[Stored records]
Segment Open

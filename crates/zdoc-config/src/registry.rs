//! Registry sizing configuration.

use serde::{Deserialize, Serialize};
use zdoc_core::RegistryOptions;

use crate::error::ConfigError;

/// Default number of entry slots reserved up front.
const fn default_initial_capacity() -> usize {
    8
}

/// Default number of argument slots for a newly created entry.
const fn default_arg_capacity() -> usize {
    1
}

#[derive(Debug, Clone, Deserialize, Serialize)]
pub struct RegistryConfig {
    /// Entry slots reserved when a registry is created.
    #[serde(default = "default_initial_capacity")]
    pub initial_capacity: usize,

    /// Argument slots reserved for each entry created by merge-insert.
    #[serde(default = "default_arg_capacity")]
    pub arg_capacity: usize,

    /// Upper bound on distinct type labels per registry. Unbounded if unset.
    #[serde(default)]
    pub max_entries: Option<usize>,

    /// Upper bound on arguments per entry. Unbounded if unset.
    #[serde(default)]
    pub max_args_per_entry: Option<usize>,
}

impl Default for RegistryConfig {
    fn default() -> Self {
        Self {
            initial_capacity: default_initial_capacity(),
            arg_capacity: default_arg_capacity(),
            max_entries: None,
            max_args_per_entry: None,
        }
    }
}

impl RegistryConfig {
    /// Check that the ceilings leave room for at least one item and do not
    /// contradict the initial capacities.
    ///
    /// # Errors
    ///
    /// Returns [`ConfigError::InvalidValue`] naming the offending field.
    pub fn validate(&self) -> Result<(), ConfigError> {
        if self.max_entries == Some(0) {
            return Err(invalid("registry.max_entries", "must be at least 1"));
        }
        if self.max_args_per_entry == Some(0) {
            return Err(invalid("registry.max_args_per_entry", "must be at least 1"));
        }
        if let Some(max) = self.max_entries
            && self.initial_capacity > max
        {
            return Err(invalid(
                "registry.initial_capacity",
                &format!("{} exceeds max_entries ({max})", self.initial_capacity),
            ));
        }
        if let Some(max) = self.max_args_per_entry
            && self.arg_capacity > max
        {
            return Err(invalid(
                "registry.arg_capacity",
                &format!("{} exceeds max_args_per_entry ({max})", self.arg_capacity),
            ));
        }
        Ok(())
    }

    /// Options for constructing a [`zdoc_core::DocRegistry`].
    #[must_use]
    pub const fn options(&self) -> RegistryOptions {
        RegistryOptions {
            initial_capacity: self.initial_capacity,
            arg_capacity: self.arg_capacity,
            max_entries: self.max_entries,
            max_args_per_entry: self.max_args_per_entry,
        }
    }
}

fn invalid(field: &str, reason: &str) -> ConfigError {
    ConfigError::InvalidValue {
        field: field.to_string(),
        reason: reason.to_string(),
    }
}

Segment Closed

REQUIRED ACTION -> Word for word, restate the lines above.

RESULT OF THE TASK ->
filename crates/zdoc-config/src/registry.rs
//! Registry sizing configuration.

use serde::{Deserialize, Serialize};
use zdoc_core::RegistryOptions;

use crate::error::ConfigError;

/// Default number of entry slots reserved up front.
const fn default_initial_capacity() -> usize {
    8
}

/// Default number of argument slots for a newly created entry.
const fn default_arg_capacity() -> usize {
    1
}

#[derive(Debug, Clone, Deserialize, Serialize)]
pub struct RegistryConfig {
    /// Entry slots reserved when a registry is created.
    #[serde(default = "default_initial_capacity")]
    pub initial_capacity: usize,

    /// Argument slots reserved for each entry created by merge-insert.
    #[serde(default = "default_arg_capacity")]
    pub arg_capacity: usize,

    /// Upper bound on distinct type labels per registry. Unbounded if unset.
    #[serde(default)]
    pub max_entries: Option<usize>,

    /// Upper bound on arguments per entry. Unbounded if unset.
    #[serde(default)]
    pub max_args_per_entry: Option<usize>,
}

impl Default for RegistryConfig {
    fn default() -> Self {
        Self {
            initial_capacity: default_initial_capacity(),
            arg_capacity: default_arg_capacity(),
            max_entries: None,
            max_args_per_entry: None,
        }
    }
}

impl RegistryConfig {
    /// Check that the ceilings leave room for at least one item and do not
    /// contradict the initial capacities.
    ///
    /// # Errors
    ///
    /// Returns [`ConfigError::InvalidValue`] naming the offending field.
    pub fn validate(&self) -> Result<(), ConfigError> {
        if self.max_entries == Some(0) {
            return Err(invalid("registry.max_entries", "must be at least 1"));
        }
        if self.max_args_per_entry == Some(0) {
            return Err(invalid("registry.max_args_per_entry", "must be at least 1"));
        }
        if let Some(max) = self.max_entries
            && self.initial_capacity > max
        {
            return Err(invalid(
                "registry.initial_capacity",
                &format!("{} exceeds max_entries ({max})", self.initial_capacity),
            ));
        }
        if let Some(max) = self.max_args_per_entry
            && self.arg_capacity > max
        {
            return Err(invalid(
                "registry.arg_capacity",
                &format!("{} exceeds max_args_per_entry ({max})", self.arg_capacity),
            ));
        }
        Ok(())
    }

    /// Options for constructing a [`zdoc_core::DocRegistry`].
    #[must_use]
    pub const fn options(&self) -> RegistryOptions {
        RegistryOptions {
            initial_capacity: self.initial_capacity,
            arg_capacity: self.arg_capacity,
            max_entries: self.max_entries,
            max_args_per_entry: self.max_args_per_entry,
        }
    }
}

fn invalid(field: &str, reason: &str) -> ConfigError {
    ConfigError::InvalidValue {
        field: field.to_string(),
        reason: reason.to_string(),
    }
}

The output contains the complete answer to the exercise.